I made infrared tree exposures Saturday and Sunday, and spent most of yesterday stitching and editing the images.
In photography, there are two extreme views of post processing. The first is that it’s all over when you release the shutter. Get that right and you don’t have to do anything else. In the film era, if you thought that way, you shot slides, and you looked down on people who needed to do darkroom work to get good images. You thought it was sloppy photography to improve the image after the fact.
Today, people who are hard over in that direction probably shoot JPEGs, and don’t own a copy of either Lightroom or Photoshop.

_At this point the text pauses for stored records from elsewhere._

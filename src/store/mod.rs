//! Persistence collaborator for the statement graph.
//!
//! Two tiers serve different needs:
//!
//! - the hot tier: statement and authority records in concurrent hashmaps
//!   (DashMap) plus the secondary indexes of [`index::StatementIndex`];
//! - [`DurableStore`](durable::DurableStore): optional redb tier the hot
//!   tier is written through to at commit and restored from on open.
//!
//! Every mutation takes the active [`Transaction`] and journals the record's
//! prior value there before changing it, so an abort can put it back.
//! Enumerations return short-lived snapshots; the scoped views in
//! [`crate::context`] re-query on every call and so stay live.

pub mod durable;
pub mod index;

use std::path::Path;

use dashmap::DashMap;

use crate::authority::StatementAuthority;
use crate::error::{ProofResult, StoreError};
use crate::id::{AtomicIdAllocator, StatementId};
use crate::identifier::Identifier;
use crate::statement::Statement;
use crate::term::{ParamId, Term};
use crate::transaction::Transaction;

use durable::{DurableBatch, DurableStore};
use index::{Scope, StatementIndex};

/// Result type for store operations.
pub type StoreResult<T> = std::result::Result<T, StoreError>;

fn encode<T: serde::Serialize>(value: &T) -> StoreResult<Vec<u8>> {
    bincode::serialize(value).map_err(|e| StoreError::Serialization {
        message: e.to_string(),
    })
}

fn decode<T: serde::de::DeserializeOwned>(bytes: &[u8]) -> StoreResult<T> {
    bincode::deserialize(bytes).map_err(|e| StoreError::Serialization {
        message: e.to_string(),
    })
}

/// Indexed statement store with an optional durable tier.
#[derive(Debug)]
pub struct StatementStore {
    statements: DashMap<StatementId, Statement>,
    authorities: DashMap<StatementId, StatementAuthority>,
    index: StatementIndex,
    allocator: AtomicIdAllocator,
    durable: Option<DurableStore>,
}

impl StatementStore {
    /// A store with no persistence.
    pub fn memory_only() -> Self {
        Self {
            statements: DashMap::new(),
            authorities: DashMap::new(),
            index: StatementIndex::new(),
            allocator: AtomicIdAllocator::new(),
            durable: None,
        }
    }

    /// Open the durable tier in `data_dir` and restore every record from it.
    pub fn open(data_dir: &Path) -> StoreResult<Self> {
        let durable = DurableStore::open(data_dir)?;
        let store = Self {
            durable: Some(durable),
            ..Self::memory_only()
        };
        store.restore()?;
        Ok(store)
    }

    fn restore(&self) -> StoreResult<()> {
        let Some(durable) = &self.durable else {
            return Ok(());
        };
        for (_, bytes) in durable.load_statements()? {
            let st: Statement = decode(&bytes)?;
            self.allocator.reserve_through(st.id);
            if let Some(max) = st.kind_terms_max_param() {
                ParamId::reserve_through(max);
            }
            self.write(st);
        }
        for (_, bytes) in durable.load_authorities()? {
            let authority: StatementAuthority = decode(&bytes)?;
            self.authorities.insert(authority.statement_id, authority);
        }
        Ok(())
    }

    pub fn is_durable(&self) -> bool {
        self.durable.is_some()
    }

    /// Allocate a fresh statement id.
    pub fn allocate(&self) -> ProofResult<StatementId> {
        self.allocator.next_id()
    }

    /// Keep future allocations above an id being re-used (undelete).
    pub fn reserve(&self, id: StatementId) {
        self.allocator.reserve_through(id);
    }

    // -- records ----------------------------------------------------------

    pub fn get(&self, id: StatementId) -> Option<Statement> {
        self.statements.get(&id).map(|r| r.value().clone())
    }

    pub fn contains(&self, id: StatementId) -> bool {
        self.statements.contains_key(&id)
    }

    pub fn len(&self) -> usize {
        self.statements.len()
    }

    pub fn is_empty(&self) -> bool {
        self.statements.is_empty()
    }

    /// All statement ids, sorted.
    pub fn ids(&self) -> Vec<StatementId> {
        let mut ids: Vec<_> = self.statements.iter().map(|r| *r.key()).collect();
        ids.sort();
        ids
    }

    /// Insert or replace a record.
    pub fn put(&self, txn: &Transaction, st: Statement) {
        txn.journal_statement(st.id, || self.get(st.id));
        self.write(st);
    }

    /// Remove a record, returning it.
    pub fn remove(&self, txn: &Transaction, id: StatementId) -> Option<Statement> {
        txn.journal_statement(id, || self.get(id));
        self.erase(id)
    }

    /// Update the cached proved flag. Returns the updated record.
    pub fn set_proved(&self, txn: &Transaction, id: StatementId, proved: bool) -> Option<Statement> {
        txn.journal_statement(id, || self.get(id));
        let mut entry = self.statements.get_mut(&id)?;
        entry.proved = proved;
        Some(entry.value().clone())
    }

    fn write(&self, st: Statement) {
        let indexed = st.clone();
        if let Some(old) = self.statements.insert(st.id, st) {
            self.index.remove(&old);
        }
        self.index.insert(&indexed);
    }

    fn erase(&self, id: StatementId) -> Option<Statement> {
        let (_, old) = self.statements.remove(&id)?;
        self.index.remove(&old);
        Some(old)
    }

    /// Put back a journaled prior value (abort path).
    pub(crate) fn restore_statement(&self, id: StatementId, prior: Option<Statement>) {
        match prior {
            Some(st) => self.write(st),
            None => {
                self.erase(id);
            }
        }
    }

    // -- authorities ------------------------------------------------------

    pub fn authority(&self, id: StatementId) -> Option<StatementAuthority> {
        self.authorities.get(&id).map(|r| r.value().clone())
    }

    pub fn put_authority(&self, txn: &Transaction, authority: StatementAuthority) {
        let id = authority.statement_id;
        txn.journal_authority(id, || self.authority(id));
        self.authorities.insert(id, authority);
    }

    pub fn remove_authority(&self, txn: &Transaction, id: StatementId) -> Option<StatementAuthority> {
        txn.journal_authority(id, || self.authority(id));
        self.authorities.remove(&id).map(|(_, a)| a)
    }

    pub(crate) fn restore_authority(&self, id: StatementId, prior: Option<StatementAuthority>) {
        match prior {
            Some(authority) => {
                self.authorities.insert(id, authority);
            }
            None => {
                self.authorities.remove(&id);
            }
        }
    }

    // -- indexed enumerations ---------------------------------------------

    /// Statements directly owned by `context`, assumptions included.
    pub fn local_statements_of(&self, context: StatementId) -> Vec<StatementId> {
        self.index.local_statements_of(context)
    }

    pub fn dependents_of(&self, id: StatementId) -> Vec<StatementId> {
        self.index.dependents_of(id)
    }

    pub fn local_by_term(&self, context: StatementId, term: &Term) -> Vec<StatementId> {
        self.index.local_by_term(context, term)
    }

    pub fn contexts_by_consequent(&self, consequent: &Term) -> Vec<StatementId> {
        self.index.contexts_by_consequent(consequent)
    }

    /// Contexts at or below `context` whose consequent equals `term`.
    pub fn descendant_contexts_by_consequent(
        &self,
        context: StatementId,
        term: &Term,
    ) -> Vec<StatementId> {
        self.index
            .contexts_by_consequent(term)
            .into_iter()
            .filter(|&candidate| crate::graph::is_descendant_or_self(self, candidate, context))
            .collect()
    }

    pub fn specializations_by_general(&self, general: StatementId) -> Vec<StatementId> {
        self.index.specializations_by_general(general)
    }

    pub fn lookup_name(&self, scope: Scope, name: &Identifier) -> Option<StatementId> {
        self.index.lookup_name(scope, name)
    }

    pub fn names_in(&self, scope: Scope) -> Vec<(Identifier, StatementId)> {
        self.index.names_in(scope)
    }

    pub fn roots(&self) -> Vec<StatementId> {
        self.index.roots()
    }

    // -- durable tier -----------------------------------------------------

    /// Write the current state of the given records through to the durable
    /// tier in one redb transaction. Records that no longer exist are deleted.
    pub fn flush(&self, statements: &[StatementId], authorities: &[StatementId]) -> StoreResult<()> {
        let Some(durable) = &self.durable else {
            return Ok(());
        };
        let mut batch = DurableBatch::default();
        for &id in statements {
            let bytes = match self.get(id) {
                Some(st) => Some(encode(&st)?),
                None => None,
            };
            batch.statements.push((id.get(), bytes));
        }
        for &id in authorities {
            let bytes = match self.authority(id) {
                Some(a) => Some(encode(&a)?),
                None => None,
            };
            batch.authorities.push((id.get(), bytes));
        }
        durable.apply(&batch)
    }
}

impl Statement {
    /// Largest bound-parameter id in any term this record holds.
    fn kind_terms_max_param(&self) -> Option<u64> {
        use crate::statement::StatementKind;
        let extra = match &self.kind {
            StatementKind::Declaration { value } => value.max_param_id(),
            StatementKind::Specialization { instance, .. } => instance.max_param_id(),
            StatementKind::Context(data) => data.consequent.max_param_id(),
            StatementKind::Assumption { .. } => None,
        };
        self.term.max_param_id().max(extra)
    }
}

#[cfg(test)]
mod tests {
    use super::*;
    use crate::statement::StatementKind;
    use crate::transaction::LockTable;
    use std::sync::Arc;
    use std::time::Duration;

    fn declaration(store: &StatementStore, ctx: StatementId) -> Statement {
        Statement {
            id: store.allocate().unwrap(),
            context_id: Some(ctx),
            term: Term::Tau,
            proved: false,
            dependencies: Default::default(),
            identifier: None,
            kind: StatementKind::Declaration {
                value: Term::atom("P"),
            },
        }
    }

    fn txn(store: &Arc<StatementStore>) -> Transaction {
        Transaction::new(
            1,
            Arc::clone(store),
            Arc::new(LockTable::new()),
            Arc::new(crate::undelete::UndoLog::new(4)),
            Duration::from_millis(10),
        )
    }

    #[test]
    fn abort_restores_prior_state() {
        let store = Arc::new(StatementStore::memory_only());
        let ctx = StatementId::new(100).unwrap();
        let st = declaration(&store, ctx);
        let id = st.id;

        let t = txn(&store);
        store.put(&t, st);
        t.commit().unwrap();

        let t = txn(&store);
        store.set_proved(&t, id, true);
        assert!(store.get(id).unwrap().proved);
        t.abort();
        assert!(!store.get(id).unwrap().proved);
        assert_eq!(store.local_statements_of(ctx), vec![id]);
    }

    #[test]
    fn remove_updates_indexes() {
        let store = Arc::new(StatementStore::memory_only());
        let ctx = StatementId::new(100).unwrap();
        let st = declaration(&store, ctx);
        let id = st.id;
        let t = txn(&store);
        store.put(&t, st);
        assert_eq!(store.local_by_term(ctx, &Term::Tau), vec![id]);
        store.remove(&t, id);
        assert!(store.local_by_term(ctx, &Term::Tau).is_empty());
        assert!(store.is_empty());
    }

    #[test]
    fn durable_round_trip_restores_indexes() {
        let dir = tempfile::tempdir().unwrap();
        let ctx = StatementId::new(100).unwrap();
        let id = {
            let store = Arc::new(StatementStore::open(dir.path()).unwrap());
            let st = declaration(&store, ctx);
            let id = st.id;
            let t = txn(&store);
            store.put(&t, st);
            t.commit().unwrap();
            id
        };
        let store = StatementStore::open(dir.path()).unwrap();
        assert_eq!(store.get(id).unwrap().id, id);
        assert_eq!(store.local_statements_of(ctx), vec![id]);
        assert!(store.allocate().unwrap() > id);
    }
}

Then there were the people for whom the negative — and, if you thought that way you made negatives — was just a jumping off place. Compositing, weird toning, printing through screens, putting Vaseline on the enlarging lens, it was all fair game. William Mortensen was a famous practitioner of this kind of photography.
Ansel Adams had a foot in both camps, and expressed his perspective eloquently: “The negative is the score, and the print is the performance.”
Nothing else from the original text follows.